Task objective:
Print exactly the lines below between the line holding "pub fn set_x_axis(&mut" and the line holding "let x_sample = axes.x().and_then(|x|", inclusive, and nothing more.

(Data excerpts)

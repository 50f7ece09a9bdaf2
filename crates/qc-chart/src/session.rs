//! Caller-owned chart state
//!
//! [`ChartSession`] holds the current rows and selections. Everything derived
//! from them (series, options, status) is recomputed on each read, so any
//! sequence of selection changes yields the same result as a fresh build.

use std::sync::Arc;

use qc_core::events::events::ChartSelectionChanged;
use qc_core::{AxisSelection, ChartKind, RowCollection};

use crate::classify::{classify_columns, ColumnClassification};
use crate::options::{build_options, ChartOptions};
use crate::recommend::recommend;
use crate::render::RenderPayload;
use crate::series::{build_series, Series};

/// What the caller should show instead of (or along with) a chart
#[derive(Debug, Clone, Copy, PartialEq, Eq)]
pub enum ChartStatus {
    /// No rows: passive "nothing to show"
    EmptyData,
    /// Too few rows or columns to be worth charting
    NotVisualizable,
    /// No chart type chosen
    AwaitingSelection,
    /// The chosen type lacks a usable axis. A warning is due only when the
    /// user picked the selection themselves and expects output.
    InsufficientSelection { user_selected: bool },
    Ready,
}

impl ChartStatus {
    pub fn message(&self) -> &'static str {
        match self {
            ChartStatus::EmptyData => "No data to display.",
            ChartStatus::NotVisualizable => "This result cannot be visualized effectively.",
            ChartStatus::AwaitingSelection => "Select a chart type and axes to visualize your data.",
            ChartStatus::InsufficientSelection { .. } => {
                "Please select appropriate X and Y axes for the chosen chart type."
            }
            ChartStatus::Ready => "",
        }
    }
}

/// Whether a query result is worth offering as a chart at all
pub fn is_chartable(rows: &RowCollection) -> bool {
    rows.len() > 1 && rows.columns().len() >= 2
}

/// Rows plus the current chart selection
#[derive(Debug, Clone, Default)]
pub struct ChartSession {
    rows: Arc<RowCollection>,
    classification: ColumnClassification,
    kind: ChartKind,
    axes: AxisSelection,
    user_selected: bool,
}

impl ChartSession {
    pub fn new() -> Self {
        Self::default()
    }

    /// Session over `rows` with the recommendation applied
    pub fn with_rows(rows: Arc<RowCollection>) -> Self {
        let mut session = Self::new();
        session.load(rows);
        session
    }

    /// Replace the rows.
    ///
    /// A new collection resets the selection and applies the recommendation
    /// once. Loading the collection already held keeps the user's choices.
    pub fn load(&mut self, rows: Arc<RowCollection>) {
        if Arc::ptr_eq(&self.rows, &rows) {
            return;
        }

        self.classification = classify_columns(&rows);
        self.kind = ChartKind::None;
        self.axes = AxisSelection::default();
        self.user_selected = false;

        if let Some(recommendation) = recommend(&self.classification, rows.len()) {
            self.kind = recommendation.kind;
            self.axes = recommendation.axes;
        }

        tracing::debug!(
            "Loaded {} rows with {} columns into chart session",
            rows.len(),
            self.classification.len()
        );
        self.rows = rows;
    }

    pub fn rows(&self) -> &RowCollection {
        &self.rows
    }

    pub fn classification(&self) -> &ColumnClassification {
        &self.classification
    }

    pub fn chart_kind(&self) -> ChartKind {
        self.kind
    }

    pub fn axes(&self) -> &AxisSelection {
        &self.axes
    }

    /// Whether any selection came from the user rather than the recommendation
    pub fn user_selected(&self) -> bool {
        self.user_selected
    }

    pub fn set_chart_kind(&mut self, kind: ChartKind) {
        self.kind = kind;
        self.user_selected = true;
    }

    pub fn set_x_axis(&mut self, column: Option<String>) {
        self.axes.set_x(column);
        self.user_selected = true;
    }

    pub fn set_y_axis(&mut self, column: Option<String>) {
        self.axes.set_y(column);
        self.user_selected = true;
    }

    /// Options for the axis selectors
    pub fn column_names(&self) -> Vec<String> {
        self.rows.columns()
    }

    /// Pie charts take no separate y selection
    pub fn y_selector_visible(&self) -> bool {
        self.kind != ChartKind::Pie
    }

    pub fn series(&self) -> Option<Series> {
        build_series(&self.rows, self.kind, &self.axes)
    }

    pub fn options(&self) -> ChartOptions {
        let axes = self.axes.resolve(&self.rows);
        let x_sample = axes.x().and_then(|x| self.rows.sample(x));
        let y_sample = axes.y().and_then(|y| self.rows.sample(y));
        build_options(self.kind, &axes, x_sample, y_sample)
    }

    /// Everything the renderer needs, or `None` when nothing can be drawn
    pub fn payload(&self) -> Option<RenderPayload> {
        let series = self.series()?;
        RenderPayload::new(self.kind, &series, self.options())
    }

    pub fn status(&self) -> ChartStatus {
        if self.rows.is_empty() {
            ChartStatus::EmptyData
        } else if !is_chartable(&self.rows) {
            ChartStatus::NotVisualizable
        } else if self.kind.is_none() {
            ChartStatus::AwaitingSelection
        } else if self.series().is_none() {
            ChartStatus::InsufficientSelection {
                user_selected: self.user_selected,
            }
        } else {
            ChartStatus::Ready
        }
    }

    /// Current selection as a bus event
    pub fn selection_event(&self) -> ChartSelectionChanged {
        ChartSelectionChanged {
            kind: self.kind,
            x: self.axes.x().map(str::to_string),
            y: self.axes.y().map(str::to_string),
            user_selected: self.user_selected,
        }
    }
}

#[cfg(test)]
mod tests {
    use super::*;
    use qc_core::row;

    fn sales() -> Arc<RowCollection> {
        Arc::new(RowCollection::new(vec![
            row! { "category" => "A", "value" => 10 },
            row! { "category" => "B", "value" => 20 },
        ]))
    }

    #[test]
    fn test_recommendation_applied_on_load() {
        let session = ChartSession::with_rows(sales());

        assert_eq!(session.chart_kind(), ChartKind::Bar);
        assert_eq!(session.axes(), &AxisSelection::xy("category", "value"));
        assert!(!session.user_selected());
        assert_eq!(session.status(), ChartStatus::Ready);

        let payload = session.payload().unwrap();
        assert_eq!(payload.chart_type, ChartKind::Bar);
        assert_eq!(payload.options.title(), "Bar Chart");
    }

    #[test]
    fn test_user_choice_survives_reloading_same_rows() {
        let rows = sales();
        let mut session = ChartSession::with_rows(rows.clone());
        session.set_chart_kind(ChartKind::Line);

        session.load(rows);
        assert_eq!(session.chart_kind(), ChartKind::Line);
        assert!(session.user_selected());
    }

    #[test]
    fn test_new_rows_reset_selection() {
        let mut session = ChartSession::with_rows(sales());
        session.set_chart_kind(ChartKind::Pie);

        session.load(Arc::new(RowCollection::new(vec![
            row! { "a" => 1, "b" => 2 },
        ])));
        assert_eq!(session.chart_kind(), ChartKind::Scatter);
        assert!(!session.user_selected());

        session.load(Arc::new(RowCollection::new(vec![row! { "only" => "text" }])));
        assert_eq!(session.chart_kind(), ChartKind::None);
        assert!(session.axes().is_empty());
        assert_eq!(session.status(), ChartStatus::NotVisualizable);
    }

    #[test]
    fn test_kind_none_awaits_selection() {
        let mut session = ChartSession::with_rows(sales());
        session.set_chart_kind(ChartKind::None);
        assert_eq!(session.status(), ChartStatus::AwaitingSelection);
        assert!(session.payload().is_none());
    }

    #[test]
    fn test_single_row_not_visualizable() {
        let session = ChartSession::with_rows(Arc::new(RowCollection::new(vec![
            row! { "category" => "A", "value" => 10 },
        ])));
        assert_eq!(session.status(), ChartStatus::NotVisualizable);
        assert_ne!(
            ChartStatus::NotVisualizable.message(),
            ChartStatus::EmptyData.message()
        );
    }

    #[test]
    fn test_switching_to_line_then_pie() {
        let mut session = ChartSession::with_rows(sales());

        session.set_chart_kind(ChartKind::Line);
        assert_eq!(session.status(), ChartStatus::Ready);
        assert!(session.y_selector_visible());

        session.set_chart_kind(ChartKind::Pie);
        assert!(!session.y_selector_visible());
        assert!(session.options().scales.is_none());
        assert!(matches!(session.series(), Some(Series::Pie(_))));
    }

    #[test]
    fn test_clearing_y_on_bar_warns() {
        let mut session = ChartSession::with_rows(sales());
        session.set_y_axis(None);

        assert!(session.series().is_none());
        assert!(session.payload().is_none());
        assert_eq!(session.status(), ChartStatus::InsufficientSelection { user_selected: true });
    }

    #[test]
    fn test_stale_axis_treated_as_unset() {
        let mut session = ChartSession::with_rows(sales());
        session.set_y_axis(Some("not_a_column".to_string()));

        assert!(session.series().is_none());
        assert_eq!(session.options().scales.unwrap().y.title.text, "");
    }

    #[test]
    fn test_empty_rows() {
        let session = ChartSession::with_rows(Arc::new(RowCollection::default()));
        assert_eq!(session.status(), ChartStatus::EmptyData);
        assert!(session.payload().is_none());
        assert!(session.column_names().is_empty());
    }

    #[test]
    fn test_is_chartable() {
        assert!(is_chartable(&sales()));
        assert!(!is_chartable(&RowCollection::new(vec![row! { "a" => 1, "b" => 2 }])));
        assert!(!is_chartable(&RowCollection::new(vec![row! { "a" => 1 }, row! { "a" => 2 }])));
    }

    #[test]
    fn test_repeated_reads_are_stable() {
        let session = ChartSession::with_rows(sales());
        assert_eq!(session.payload(), session.payload());
    }
}
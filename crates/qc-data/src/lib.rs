//! Data collaborators for the charting client
//!
//! The remote service turns uploaded files into tables and answers
//! questions about them; local CSV files can be charted without it.

pub mod client;
pub mod config;
pub mod sources;

use tokio::task::JoinError;
use thiserror::Error;

// Re-exports
pub use client::{HttpQueryService, QueryService};
pub use crate::config::{ClientConfig, NullPatterns};
pub use sources::CsvTable;

/// Shown when the service fails without saying why
pub const UNEXPECTED_ERROR: &str = "An unexpected error occurred.";

/// Errors that can occur in data operations
#[derive(Error, Debug)]
pub enum DataError {
    #[error("I/O error: {0}")]
    Io(#[from] std::io::Error),

    #[error("CSV parsing error: {0}")]
    Csv(String),

    #[error("HTTP error: {0}")]
    Http(#[from] reqwest::Error),

    /// The service answered with a non-success status
    #[error("{detail} (status {status})")]
    Service { status: u16, detail: String },

    #[error("Unsupported file format: {0}")]
    UnsupportedFile(String),

    #[error("Configuration error: {0}")]
    Config(#[from] ::config::ConfigError),

    #[error("Join error: {0}")]
    Join(#[from] JoinError),
}

impl From<csv::Error> for DataError {
    fn from(error: csv::Error) -> Self {
        match error.kind() {
            csv::ErrorKind::Io(io_err) => DataError::Io(std::io::Error::new(io_err.kind(), error.to_string())),
            _ => DataError::Csv(error.to_string()),
        }
    }
}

Solution for this problem:
    pub fn set_x_axis(&mut self, column: Option<String>) {
        self.axes.set_x(column);
        self.user_selected = true;
    }

    pub fn set_y_axis(&mut self, column: Option<String>) {
        self.axes.set_y(column);
        self.user_selected = true;
    }

    /// Options for the axis selectors
    pub fn column_names(&self) -> Vec<String> {
        self.rows.columns()
    }

    /// Pie charts take no separate y selection
    pub fn y_selector_visible(&self) -> bool {
        self.kind != ChartKind::Pie
    }

    pub fn series(&self) -> Option<Series> {
        build_series(&self.rows, self.kind, &self.axes)
    }

    pub fn options(&self) -> ChartOptions {
        let axes = self.axes.resolve(&self.rows);
        let x_sample = axes.x().and_then(|x| self.rows.sample(x));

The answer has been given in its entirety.